◆ Work required:
Check each line of the records below and collect those that include the word "other".

◆ Data section:
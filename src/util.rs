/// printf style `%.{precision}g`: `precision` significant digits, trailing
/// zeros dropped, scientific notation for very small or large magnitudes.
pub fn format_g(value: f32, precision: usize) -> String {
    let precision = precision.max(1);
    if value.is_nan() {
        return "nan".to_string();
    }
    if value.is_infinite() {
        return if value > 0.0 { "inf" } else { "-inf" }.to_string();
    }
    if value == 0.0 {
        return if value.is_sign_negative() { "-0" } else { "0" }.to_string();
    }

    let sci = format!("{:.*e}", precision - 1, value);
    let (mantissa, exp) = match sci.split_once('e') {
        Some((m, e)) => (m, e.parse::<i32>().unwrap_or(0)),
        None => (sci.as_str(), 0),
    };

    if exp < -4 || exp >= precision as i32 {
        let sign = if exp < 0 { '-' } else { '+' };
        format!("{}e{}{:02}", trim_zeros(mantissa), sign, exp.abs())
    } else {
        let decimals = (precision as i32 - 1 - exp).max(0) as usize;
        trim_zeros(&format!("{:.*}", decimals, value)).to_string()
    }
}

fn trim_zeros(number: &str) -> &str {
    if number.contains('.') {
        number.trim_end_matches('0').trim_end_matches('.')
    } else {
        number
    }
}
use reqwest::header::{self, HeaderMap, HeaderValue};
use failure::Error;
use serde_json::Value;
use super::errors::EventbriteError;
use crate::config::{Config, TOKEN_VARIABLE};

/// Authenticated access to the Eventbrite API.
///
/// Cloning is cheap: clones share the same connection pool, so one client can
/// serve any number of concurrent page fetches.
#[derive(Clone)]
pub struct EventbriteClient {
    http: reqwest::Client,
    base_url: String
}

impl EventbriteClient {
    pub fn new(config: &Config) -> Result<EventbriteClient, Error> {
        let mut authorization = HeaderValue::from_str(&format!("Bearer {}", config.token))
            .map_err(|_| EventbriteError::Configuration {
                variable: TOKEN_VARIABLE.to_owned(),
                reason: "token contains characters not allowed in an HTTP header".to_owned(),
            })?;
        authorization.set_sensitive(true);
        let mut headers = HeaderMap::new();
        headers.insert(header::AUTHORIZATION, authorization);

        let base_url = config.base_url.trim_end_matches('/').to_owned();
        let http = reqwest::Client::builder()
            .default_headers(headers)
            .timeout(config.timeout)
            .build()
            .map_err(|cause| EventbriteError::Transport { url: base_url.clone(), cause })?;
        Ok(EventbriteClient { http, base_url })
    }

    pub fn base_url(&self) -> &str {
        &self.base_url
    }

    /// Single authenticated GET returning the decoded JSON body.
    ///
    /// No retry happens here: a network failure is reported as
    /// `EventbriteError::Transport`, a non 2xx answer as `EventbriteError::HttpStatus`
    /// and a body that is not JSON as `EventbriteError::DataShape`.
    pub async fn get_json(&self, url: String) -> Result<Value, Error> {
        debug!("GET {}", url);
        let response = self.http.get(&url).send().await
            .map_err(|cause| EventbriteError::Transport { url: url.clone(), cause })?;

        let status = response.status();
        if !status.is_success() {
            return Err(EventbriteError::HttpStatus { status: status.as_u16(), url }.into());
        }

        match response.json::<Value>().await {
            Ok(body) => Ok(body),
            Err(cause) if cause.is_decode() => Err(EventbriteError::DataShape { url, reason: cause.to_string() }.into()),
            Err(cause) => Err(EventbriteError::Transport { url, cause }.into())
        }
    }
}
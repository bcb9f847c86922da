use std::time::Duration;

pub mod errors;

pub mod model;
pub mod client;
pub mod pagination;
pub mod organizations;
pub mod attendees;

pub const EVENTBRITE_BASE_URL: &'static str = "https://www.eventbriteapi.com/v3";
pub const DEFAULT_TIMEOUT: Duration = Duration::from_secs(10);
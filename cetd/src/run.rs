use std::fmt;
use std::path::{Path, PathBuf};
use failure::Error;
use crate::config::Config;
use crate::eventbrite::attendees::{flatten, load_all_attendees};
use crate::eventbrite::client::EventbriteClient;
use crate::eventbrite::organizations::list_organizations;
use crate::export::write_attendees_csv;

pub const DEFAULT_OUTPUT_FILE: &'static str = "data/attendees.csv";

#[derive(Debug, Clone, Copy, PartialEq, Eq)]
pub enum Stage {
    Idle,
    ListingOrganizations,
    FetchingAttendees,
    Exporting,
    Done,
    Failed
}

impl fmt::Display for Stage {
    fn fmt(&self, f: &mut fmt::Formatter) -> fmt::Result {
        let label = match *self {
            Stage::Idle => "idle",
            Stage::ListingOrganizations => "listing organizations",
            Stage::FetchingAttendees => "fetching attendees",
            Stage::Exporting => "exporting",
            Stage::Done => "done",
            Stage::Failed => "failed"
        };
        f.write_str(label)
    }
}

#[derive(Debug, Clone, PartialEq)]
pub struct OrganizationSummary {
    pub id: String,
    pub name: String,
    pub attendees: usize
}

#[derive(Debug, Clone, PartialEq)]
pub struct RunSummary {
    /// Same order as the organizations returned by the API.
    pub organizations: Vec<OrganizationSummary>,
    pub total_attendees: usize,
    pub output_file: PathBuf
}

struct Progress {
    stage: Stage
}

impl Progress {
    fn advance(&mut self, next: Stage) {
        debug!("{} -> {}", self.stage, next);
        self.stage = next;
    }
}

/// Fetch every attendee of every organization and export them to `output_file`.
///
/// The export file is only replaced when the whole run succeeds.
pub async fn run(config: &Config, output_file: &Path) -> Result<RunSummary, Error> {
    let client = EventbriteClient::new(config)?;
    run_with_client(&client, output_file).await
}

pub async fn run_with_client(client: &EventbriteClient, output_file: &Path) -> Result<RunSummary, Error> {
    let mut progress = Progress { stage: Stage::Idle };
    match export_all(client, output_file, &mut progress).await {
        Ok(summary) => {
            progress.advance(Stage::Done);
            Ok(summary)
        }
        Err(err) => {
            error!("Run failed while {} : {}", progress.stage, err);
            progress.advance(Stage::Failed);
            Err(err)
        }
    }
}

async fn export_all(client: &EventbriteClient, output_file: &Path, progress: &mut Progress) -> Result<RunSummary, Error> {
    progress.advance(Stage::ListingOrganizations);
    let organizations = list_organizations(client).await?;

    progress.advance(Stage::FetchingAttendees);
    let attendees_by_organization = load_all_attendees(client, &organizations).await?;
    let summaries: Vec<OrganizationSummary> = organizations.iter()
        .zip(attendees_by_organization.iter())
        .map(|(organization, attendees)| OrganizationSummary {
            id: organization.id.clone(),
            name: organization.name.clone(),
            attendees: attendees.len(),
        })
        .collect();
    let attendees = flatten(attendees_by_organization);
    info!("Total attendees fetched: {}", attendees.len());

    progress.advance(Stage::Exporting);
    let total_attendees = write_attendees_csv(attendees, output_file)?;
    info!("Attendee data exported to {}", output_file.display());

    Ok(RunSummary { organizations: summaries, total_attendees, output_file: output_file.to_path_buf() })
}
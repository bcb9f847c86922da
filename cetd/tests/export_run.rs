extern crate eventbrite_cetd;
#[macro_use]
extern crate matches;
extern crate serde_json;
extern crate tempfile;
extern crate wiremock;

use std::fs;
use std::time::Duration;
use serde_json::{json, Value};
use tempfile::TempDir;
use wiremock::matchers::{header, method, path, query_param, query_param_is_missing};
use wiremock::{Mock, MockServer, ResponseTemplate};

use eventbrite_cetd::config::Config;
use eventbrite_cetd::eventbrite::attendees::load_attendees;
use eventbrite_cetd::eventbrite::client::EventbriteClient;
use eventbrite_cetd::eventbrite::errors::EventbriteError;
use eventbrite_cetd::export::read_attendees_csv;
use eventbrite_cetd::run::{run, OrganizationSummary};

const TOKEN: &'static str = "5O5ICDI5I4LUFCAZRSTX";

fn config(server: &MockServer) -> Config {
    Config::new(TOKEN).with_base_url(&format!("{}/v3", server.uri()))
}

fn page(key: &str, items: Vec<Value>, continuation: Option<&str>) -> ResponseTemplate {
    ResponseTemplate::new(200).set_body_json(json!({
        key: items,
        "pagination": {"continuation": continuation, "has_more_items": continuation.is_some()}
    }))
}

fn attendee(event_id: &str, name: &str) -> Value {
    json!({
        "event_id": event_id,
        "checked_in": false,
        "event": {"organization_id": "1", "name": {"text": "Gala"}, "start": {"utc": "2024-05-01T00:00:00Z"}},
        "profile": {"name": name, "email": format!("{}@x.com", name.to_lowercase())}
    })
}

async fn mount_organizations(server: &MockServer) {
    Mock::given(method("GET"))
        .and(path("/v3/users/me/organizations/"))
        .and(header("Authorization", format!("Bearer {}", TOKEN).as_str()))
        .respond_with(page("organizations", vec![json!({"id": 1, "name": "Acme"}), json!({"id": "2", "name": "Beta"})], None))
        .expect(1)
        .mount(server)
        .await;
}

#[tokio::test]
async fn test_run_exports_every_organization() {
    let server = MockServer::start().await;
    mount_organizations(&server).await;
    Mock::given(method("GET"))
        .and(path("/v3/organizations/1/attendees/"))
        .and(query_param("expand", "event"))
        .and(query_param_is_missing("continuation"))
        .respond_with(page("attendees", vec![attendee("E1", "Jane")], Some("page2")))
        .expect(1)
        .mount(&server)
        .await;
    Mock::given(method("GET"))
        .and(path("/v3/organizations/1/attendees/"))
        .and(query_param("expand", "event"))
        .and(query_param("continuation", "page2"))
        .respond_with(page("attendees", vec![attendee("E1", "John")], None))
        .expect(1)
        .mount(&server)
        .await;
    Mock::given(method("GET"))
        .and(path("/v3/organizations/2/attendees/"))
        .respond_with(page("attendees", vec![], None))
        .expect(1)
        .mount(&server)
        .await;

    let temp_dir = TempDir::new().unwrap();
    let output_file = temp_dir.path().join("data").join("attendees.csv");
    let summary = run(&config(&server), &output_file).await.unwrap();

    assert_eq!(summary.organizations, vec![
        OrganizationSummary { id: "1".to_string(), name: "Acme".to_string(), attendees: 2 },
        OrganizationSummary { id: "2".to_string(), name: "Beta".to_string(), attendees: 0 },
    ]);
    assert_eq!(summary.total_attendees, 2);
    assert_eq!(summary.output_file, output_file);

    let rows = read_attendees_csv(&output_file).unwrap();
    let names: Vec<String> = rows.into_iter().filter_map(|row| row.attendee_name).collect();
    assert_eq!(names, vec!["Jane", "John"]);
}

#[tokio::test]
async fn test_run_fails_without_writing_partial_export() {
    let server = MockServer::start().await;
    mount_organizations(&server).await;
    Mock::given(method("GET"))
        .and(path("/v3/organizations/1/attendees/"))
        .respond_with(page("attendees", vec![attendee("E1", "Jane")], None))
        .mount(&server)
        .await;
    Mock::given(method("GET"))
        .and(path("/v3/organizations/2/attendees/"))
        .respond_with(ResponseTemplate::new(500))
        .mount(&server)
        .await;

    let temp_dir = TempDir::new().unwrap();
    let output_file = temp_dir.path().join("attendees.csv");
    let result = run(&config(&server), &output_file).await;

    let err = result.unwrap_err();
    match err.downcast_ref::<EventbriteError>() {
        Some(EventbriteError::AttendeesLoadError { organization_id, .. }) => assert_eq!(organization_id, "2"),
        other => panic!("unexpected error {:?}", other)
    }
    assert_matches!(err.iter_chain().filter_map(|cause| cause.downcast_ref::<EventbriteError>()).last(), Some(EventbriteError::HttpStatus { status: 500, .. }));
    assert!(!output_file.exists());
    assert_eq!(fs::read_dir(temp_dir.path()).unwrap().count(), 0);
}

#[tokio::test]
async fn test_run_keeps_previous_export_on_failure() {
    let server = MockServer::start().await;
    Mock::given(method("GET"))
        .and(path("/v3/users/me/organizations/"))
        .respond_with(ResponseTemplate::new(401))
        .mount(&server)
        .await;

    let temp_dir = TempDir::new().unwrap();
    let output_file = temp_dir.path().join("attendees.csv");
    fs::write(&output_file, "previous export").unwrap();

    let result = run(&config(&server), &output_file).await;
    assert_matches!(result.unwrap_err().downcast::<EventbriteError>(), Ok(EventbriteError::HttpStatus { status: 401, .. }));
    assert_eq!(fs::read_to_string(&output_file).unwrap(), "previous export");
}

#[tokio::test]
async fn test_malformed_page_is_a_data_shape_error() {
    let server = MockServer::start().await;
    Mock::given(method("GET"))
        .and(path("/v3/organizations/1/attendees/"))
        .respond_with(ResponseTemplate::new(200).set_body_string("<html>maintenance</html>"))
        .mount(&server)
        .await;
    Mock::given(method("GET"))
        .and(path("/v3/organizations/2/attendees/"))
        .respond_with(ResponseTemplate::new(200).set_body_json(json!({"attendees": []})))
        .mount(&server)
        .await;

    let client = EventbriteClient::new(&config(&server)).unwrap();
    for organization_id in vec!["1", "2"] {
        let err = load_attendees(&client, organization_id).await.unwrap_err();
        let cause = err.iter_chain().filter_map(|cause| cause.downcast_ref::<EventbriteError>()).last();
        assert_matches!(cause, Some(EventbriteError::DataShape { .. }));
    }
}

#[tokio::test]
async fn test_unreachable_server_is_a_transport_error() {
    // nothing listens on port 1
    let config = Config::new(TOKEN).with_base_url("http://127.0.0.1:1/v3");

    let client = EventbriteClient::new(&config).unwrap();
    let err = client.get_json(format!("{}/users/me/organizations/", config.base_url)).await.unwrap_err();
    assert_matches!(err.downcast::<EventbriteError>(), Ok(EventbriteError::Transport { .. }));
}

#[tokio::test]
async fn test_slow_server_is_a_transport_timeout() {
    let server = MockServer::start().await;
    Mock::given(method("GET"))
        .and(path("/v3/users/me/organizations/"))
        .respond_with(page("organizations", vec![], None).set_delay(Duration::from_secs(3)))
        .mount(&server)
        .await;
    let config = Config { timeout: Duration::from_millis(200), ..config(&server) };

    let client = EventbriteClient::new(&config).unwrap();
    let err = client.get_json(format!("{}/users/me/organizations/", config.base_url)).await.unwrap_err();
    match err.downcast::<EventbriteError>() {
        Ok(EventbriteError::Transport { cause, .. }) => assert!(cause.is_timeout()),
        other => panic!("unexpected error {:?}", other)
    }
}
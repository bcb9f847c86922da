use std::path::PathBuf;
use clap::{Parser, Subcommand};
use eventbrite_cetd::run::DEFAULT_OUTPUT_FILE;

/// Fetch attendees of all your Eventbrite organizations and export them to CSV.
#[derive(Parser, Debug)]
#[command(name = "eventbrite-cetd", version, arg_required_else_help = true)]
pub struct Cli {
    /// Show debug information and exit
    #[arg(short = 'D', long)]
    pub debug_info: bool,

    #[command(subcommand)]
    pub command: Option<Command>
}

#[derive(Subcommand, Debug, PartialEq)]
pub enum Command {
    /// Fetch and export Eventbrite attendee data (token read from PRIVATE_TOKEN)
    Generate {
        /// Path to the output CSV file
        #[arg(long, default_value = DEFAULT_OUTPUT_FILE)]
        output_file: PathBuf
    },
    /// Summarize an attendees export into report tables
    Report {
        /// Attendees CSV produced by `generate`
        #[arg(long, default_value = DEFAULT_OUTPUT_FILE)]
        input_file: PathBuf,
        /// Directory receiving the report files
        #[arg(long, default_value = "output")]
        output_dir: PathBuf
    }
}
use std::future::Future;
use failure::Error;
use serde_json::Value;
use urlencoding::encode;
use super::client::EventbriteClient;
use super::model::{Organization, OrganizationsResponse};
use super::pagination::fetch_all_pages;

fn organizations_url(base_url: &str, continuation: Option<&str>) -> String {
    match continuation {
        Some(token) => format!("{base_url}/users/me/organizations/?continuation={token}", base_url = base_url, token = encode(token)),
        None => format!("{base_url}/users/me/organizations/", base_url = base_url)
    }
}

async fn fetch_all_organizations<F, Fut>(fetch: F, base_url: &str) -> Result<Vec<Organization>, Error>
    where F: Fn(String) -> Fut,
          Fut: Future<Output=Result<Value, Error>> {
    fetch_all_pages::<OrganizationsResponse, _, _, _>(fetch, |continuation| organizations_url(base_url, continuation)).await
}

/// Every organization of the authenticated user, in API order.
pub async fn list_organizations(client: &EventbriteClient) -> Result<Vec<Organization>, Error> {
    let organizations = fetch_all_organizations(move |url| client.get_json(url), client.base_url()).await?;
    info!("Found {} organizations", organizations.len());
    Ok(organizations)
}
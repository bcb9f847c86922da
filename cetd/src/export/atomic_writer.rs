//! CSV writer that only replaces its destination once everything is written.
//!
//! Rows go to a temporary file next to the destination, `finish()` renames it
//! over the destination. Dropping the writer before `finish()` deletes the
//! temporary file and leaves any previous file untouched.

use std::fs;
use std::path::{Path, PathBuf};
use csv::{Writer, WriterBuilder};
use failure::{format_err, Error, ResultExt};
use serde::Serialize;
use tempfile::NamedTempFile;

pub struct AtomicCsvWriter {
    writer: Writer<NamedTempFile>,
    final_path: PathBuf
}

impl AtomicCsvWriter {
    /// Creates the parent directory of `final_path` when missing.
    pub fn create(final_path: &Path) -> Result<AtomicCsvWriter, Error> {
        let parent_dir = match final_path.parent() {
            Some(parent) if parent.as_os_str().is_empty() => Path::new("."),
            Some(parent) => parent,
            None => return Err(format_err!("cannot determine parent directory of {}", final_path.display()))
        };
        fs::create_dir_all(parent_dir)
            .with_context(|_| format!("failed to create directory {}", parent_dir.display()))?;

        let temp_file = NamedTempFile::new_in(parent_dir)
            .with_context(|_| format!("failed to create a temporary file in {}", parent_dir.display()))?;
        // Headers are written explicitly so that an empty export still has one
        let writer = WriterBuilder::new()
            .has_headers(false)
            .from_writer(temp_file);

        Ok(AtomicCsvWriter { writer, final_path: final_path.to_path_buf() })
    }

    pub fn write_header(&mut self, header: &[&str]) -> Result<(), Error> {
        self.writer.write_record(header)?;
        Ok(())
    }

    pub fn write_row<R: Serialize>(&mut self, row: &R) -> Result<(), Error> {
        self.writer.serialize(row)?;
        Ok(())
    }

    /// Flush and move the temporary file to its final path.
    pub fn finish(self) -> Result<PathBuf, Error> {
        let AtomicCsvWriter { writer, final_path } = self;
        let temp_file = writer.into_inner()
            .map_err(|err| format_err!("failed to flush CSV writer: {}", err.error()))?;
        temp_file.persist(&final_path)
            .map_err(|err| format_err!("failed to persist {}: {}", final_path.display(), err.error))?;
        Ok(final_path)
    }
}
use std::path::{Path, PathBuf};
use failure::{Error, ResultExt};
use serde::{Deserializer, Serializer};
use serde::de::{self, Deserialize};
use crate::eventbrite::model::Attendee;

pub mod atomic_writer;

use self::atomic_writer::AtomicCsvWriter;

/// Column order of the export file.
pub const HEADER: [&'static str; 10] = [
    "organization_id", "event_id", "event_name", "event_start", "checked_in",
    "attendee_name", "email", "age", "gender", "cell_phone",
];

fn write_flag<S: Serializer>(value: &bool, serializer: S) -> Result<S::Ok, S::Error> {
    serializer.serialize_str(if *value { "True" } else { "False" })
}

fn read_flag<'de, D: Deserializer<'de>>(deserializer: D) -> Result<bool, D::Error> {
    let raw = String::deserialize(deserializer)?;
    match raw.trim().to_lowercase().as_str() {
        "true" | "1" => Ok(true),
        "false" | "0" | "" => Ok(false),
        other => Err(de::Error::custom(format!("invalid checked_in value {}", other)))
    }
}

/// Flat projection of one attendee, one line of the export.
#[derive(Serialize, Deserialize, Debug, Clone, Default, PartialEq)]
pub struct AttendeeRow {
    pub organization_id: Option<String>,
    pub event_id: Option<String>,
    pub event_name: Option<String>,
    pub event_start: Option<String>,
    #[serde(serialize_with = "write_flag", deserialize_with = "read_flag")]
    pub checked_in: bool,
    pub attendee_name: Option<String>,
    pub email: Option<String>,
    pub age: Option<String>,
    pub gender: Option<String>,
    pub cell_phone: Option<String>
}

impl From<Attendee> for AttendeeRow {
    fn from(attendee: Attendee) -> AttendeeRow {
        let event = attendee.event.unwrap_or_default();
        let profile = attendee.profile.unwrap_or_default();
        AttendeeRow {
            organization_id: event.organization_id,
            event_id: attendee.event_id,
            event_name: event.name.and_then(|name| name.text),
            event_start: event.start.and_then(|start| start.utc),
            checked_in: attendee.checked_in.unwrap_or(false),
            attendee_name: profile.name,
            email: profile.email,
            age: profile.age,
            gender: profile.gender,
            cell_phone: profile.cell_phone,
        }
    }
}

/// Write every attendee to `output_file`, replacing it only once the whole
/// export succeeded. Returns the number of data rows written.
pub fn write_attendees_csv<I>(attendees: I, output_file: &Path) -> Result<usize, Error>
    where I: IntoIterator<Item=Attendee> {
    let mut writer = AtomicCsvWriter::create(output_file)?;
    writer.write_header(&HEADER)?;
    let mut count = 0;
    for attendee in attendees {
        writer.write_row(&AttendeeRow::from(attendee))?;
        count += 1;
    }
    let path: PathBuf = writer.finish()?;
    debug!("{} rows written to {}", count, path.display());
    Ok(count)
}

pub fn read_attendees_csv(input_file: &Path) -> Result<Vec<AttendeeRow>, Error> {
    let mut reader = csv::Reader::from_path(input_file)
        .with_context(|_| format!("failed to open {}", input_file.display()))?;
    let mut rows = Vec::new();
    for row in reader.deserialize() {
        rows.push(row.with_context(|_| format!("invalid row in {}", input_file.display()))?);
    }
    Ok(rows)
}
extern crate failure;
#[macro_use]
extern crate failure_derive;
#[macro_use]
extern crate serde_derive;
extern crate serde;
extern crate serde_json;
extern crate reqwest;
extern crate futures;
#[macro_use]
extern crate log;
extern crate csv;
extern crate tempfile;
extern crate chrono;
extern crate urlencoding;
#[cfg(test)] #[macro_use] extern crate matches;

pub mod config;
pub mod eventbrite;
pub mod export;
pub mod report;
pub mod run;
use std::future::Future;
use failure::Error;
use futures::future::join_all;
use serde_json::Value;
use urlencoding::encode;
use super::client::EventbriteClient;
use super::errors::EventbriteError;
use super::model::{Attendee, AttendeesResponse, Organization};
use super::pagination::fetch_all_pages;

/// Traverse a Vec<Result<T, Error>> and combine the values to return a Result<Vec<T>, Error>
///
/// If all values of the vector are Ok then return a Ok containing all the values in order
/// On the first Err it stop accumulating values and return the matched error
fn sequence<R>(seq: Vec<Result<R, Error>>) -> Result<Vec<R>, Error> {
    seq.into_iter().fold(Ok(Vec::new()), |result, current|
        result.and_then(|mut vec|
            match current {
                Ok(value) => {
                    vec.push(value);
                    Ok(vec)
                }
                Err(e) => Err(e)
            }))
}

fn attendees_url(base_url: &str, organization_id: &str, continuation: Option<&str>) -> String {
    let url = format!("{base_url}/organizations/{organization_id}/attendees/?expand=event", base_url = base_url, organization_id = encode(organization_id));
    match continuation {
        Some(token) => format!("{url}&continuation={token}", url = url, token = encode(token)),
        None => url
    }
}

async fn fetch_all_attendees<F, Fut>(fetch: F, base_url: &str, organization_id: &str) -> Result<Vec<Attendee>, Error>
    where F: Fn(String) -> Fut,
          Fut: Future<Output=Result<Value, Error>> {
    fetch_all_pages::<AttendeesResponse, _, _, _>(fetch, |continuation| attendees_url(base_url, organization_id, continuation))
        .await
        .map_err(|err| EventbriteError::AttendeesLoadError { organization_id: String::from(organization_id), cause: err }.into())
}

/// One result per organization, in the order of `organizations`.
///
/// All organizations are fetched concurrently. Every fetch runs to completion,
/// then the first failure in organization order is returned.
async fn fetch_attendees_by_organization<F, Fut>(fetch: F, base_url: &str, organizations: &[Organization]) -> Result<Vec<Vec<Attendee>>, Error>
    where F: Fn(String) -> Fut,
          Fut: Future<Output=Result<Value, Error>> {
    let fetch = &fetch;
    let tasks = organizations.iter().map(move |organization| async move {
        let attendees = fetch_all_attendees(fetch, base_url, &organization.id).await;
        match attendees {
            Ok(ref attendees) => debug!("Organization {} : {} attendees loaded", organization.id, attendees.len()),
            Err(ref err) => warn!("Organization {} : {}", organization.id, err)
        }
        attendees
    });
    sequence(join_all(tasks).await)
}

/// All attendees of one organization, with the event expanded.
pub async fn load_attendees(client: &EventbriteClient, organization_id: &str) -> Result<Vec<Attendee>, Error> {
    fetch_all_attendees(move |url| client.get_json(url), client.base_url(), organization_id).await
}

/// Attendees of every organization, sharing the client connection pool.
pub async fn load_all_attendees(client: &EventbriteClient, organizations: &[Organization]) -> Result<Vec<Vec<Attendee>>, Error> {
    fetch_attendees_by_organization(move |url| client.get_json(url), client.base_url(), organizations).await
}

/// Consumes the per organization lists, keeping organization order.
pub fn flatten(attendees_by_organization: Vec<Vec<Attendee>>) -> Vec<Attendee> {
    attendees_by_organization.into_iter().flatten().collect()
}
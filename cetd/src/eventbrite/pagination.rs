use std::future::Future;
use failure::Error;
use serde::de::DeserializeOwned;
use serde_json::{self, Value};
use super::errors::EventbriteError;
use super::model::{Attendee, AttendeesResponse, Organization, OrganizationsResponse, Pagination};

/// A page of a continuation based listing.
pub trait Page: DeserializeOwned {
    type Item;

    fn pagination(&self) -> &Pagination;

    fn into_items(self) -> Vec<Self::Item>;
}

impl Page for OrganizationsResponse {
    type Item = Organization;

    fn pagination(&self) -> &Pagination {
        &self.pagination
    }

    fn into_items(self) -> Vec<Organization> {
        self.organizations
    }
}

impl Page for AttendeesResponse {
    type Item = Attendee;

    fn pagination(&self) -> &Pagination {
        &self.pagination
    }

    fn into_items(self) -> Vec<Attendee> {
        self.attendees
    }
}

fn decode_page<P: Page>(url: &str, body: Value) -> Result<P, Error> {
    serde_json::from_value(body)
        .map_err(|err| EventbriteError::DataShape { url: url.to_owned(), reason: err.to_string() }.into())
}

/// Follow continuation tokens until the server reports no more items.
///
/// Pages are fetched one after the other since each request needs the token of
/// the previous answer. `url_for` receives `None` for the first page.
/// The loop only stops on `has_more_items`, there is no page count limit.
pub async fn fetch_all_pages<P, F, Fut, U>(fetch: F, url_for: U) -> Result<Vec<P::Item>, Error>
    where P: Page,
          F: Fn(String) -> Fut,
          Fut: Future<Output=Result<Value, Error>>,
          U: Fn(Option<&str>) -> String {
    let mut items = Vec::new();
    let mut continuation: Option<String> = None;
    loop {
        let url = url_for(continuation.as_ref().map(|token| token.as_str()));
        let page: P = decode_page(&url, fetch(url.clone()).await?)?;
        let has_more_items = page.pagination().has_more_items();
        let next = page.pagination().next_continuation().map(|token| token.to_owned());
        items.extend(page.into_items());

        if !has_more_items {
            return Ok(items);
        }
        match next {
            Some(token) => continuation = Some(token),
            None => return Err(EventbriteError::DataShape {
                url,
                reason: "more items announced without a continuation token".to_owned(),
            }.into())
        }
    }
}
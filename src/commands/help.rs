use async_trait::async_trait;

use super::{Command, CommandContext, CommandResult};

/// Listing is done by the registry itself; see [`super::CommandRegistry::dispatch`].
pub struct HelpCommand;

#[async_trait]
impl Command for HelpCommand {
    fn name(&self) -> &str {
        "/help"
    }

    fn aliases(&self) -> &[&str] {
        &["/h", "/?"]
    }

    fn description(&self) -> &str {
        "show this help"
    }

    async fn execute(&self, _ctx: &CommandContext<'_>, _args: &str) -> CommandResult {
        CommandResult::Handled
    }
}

◆ Response for this exercise:
        other => panic!("unexpected error {:?}", other)
        other => panic!("unexpected error {:?}", other)
        other => Err(de::Error::custom(format!("invalid checked_in value {}", other)))
/// Pages are fetched one after the other since each request needs the token of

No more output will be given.